Pisarkowa (1968) points out an interesting defining usage of ten in front of proper names, which seems to me to belong to the type represented by the non-demonstrative use of ten with nouns that are already defined by a possessive pronoun and thus have their extensivity closeto that of proper names. Examples of this usage are given in (12)-(14) :

12. Bylismy najpierw ogladac ten Frankfurt. (Pisarkowa 1968)
First we went to see this/that Frankfurt.

13. Ten Janek zawsze cos przeskrobie.
This/that Johnny always gets into trouble.

14. Cóz mam zrobic z tym moim dzieckiem ?
What shall I do with this/that my child ?

This usage is typical of spoken Polish. The pronoun ten here indicates the speaker’s emotional attitude towards the object he is talking about, and it translates into English by means of the demonstrative pronouns this and that. Kryk (1987 : 94) compares this usage of ten to the « emotional deixis » value of English this and that illustrated in examples (15) and (16) quoted after Lakoff (1974 : 352) :

15. I see there’s going to be peace in the mideast. This Henry Kissinger is really something !

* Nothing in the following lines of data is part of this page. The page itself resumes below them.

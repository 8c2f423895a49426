//! Typed errors and result aliases for the hot reload runtime.

use error_stack::Report;
use hotmod_kernel::{LoadError, ModuleName};
use std::path::PathBuf;
use thiserror::Error;

/// Error-stack–backed result alias for runtime operations.
///
/// Equivalent to `Result<T, error_stack::Report<HotError>>`.
pub type HotResult<T> = ::std::result::Result<T, Report<HotError>>;

/// Extension trait to convert typed runtime results into [`HotResult<T>`].
pub trait IntoHotReport<T> {
    /// Wrap the error in an `error_stack::Report`.
    fn into_report(self) -> HotResult<T>;
}

impl<T, E> IntoHotReport<T> for ::std::result::Result<T, E>
where
    E: Into<HotError>,
{
    #[inline]
    fn into_report(self) -> HotResult<T> {
        self.map_err(|e| Report::new(e.into()))
    }
}

/// Failures of a single reload attempt.
#[derive(Debug, Clone, Error)]
#[non_exhaustive]
pub enum ReloadError {
    /// The artifact could not be read, even after retrying.
    #[error("Failed to read {path:?} after {attempts} attempt(s): {reason}")]
    Read {
        path: PathBuf,
        attempts: u32,
        reason: String,
    },

    /// The loader rejected the artifact.
    #[error("Load error: {0}")]
    Load(#[from] LoadError),

    /// The artifact declares a different module than the binding watches.
    #[error("Artifact declares module {actual}, binding watches {expected}")]
    ModuleMismatch { expected: ModuleName, actual: String },

    /// The binding was disposed before the reload started.
    #[error("Binding for {0} is disposed")]
    Disposed(ModuleName),
}

/// Failures setting up or tearing down a watch.
#[derive(Debug, Error)]
#[non_exhaustive]
pub enum WatchError {
    #[error("Watcher error: {0}")]
    Notify(#[from] notify::Error),

    #[error("Watch path has no parent directory: {0:?}")]
    NoParent(PathBuf),

    #[error("Module {module} is already bound to {path:?}")]
    AlreadyBound { module: ModuleName, path: PathBuf },

    #[error("Binding for {module} cannot start from state {state}")]
    InvalidState { module: ModuleName, state: String },

    #[error("Failed to spawn watch worker: {0}")]
    Spawn(String),
}

/// Crate-level error for runtime operations.
#[derive(Debug, Error)]
#[non_exhaustive]
pub enum HotError {
    #[error("Config error: {0}")]
    Config(String),

    #[error("Watch error: {0}")]
    Watch(#[from] WatchError),

    #[error("Reload error: {0}")]
    Reload(#[from] ReloadError),

    #[error("Module not bound: {0}")]
    NotBound(ModuleName),

    #[error("Runtime is shut down")]
    ShutDown,
}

16. That Henry Kissinger sure knows his way around Hollywood.

According to Kryk, this usage involves a presupposition that « both the speaker and the hearer share the knowledge of the facts alluded to, and that there is something remarkable about these facts » (1987 : 94). While it is true that ten in examples (12) – (14) is anaphoric in the sense that it refers to the facts or objects both the speaker and the hearer are familiar with (our visit to Frakfurt, Johnny, my son), it is hard for me to see that there is something remarkable about the people or places described by the pronoun ten here, unless we interpret as remarkable the speaker’s emotions the pronoun signals (i.e. boredom, impatience, fishing for empathy). In his discussion of the « honorific article » in English, Hewson (1972 : 114) describes occurrences of the article the with names of prima donnas and famous women as imitation of the French or Italian usage, observing that at the popular levels of speech this French or Italian article (illustrated in the French example (17) is generally translated into English by means of a demonstrative pronoun :

17. a. Où est-elle, la Louise ?
b. Where is that Louise ? (Hewson 1972 : 114)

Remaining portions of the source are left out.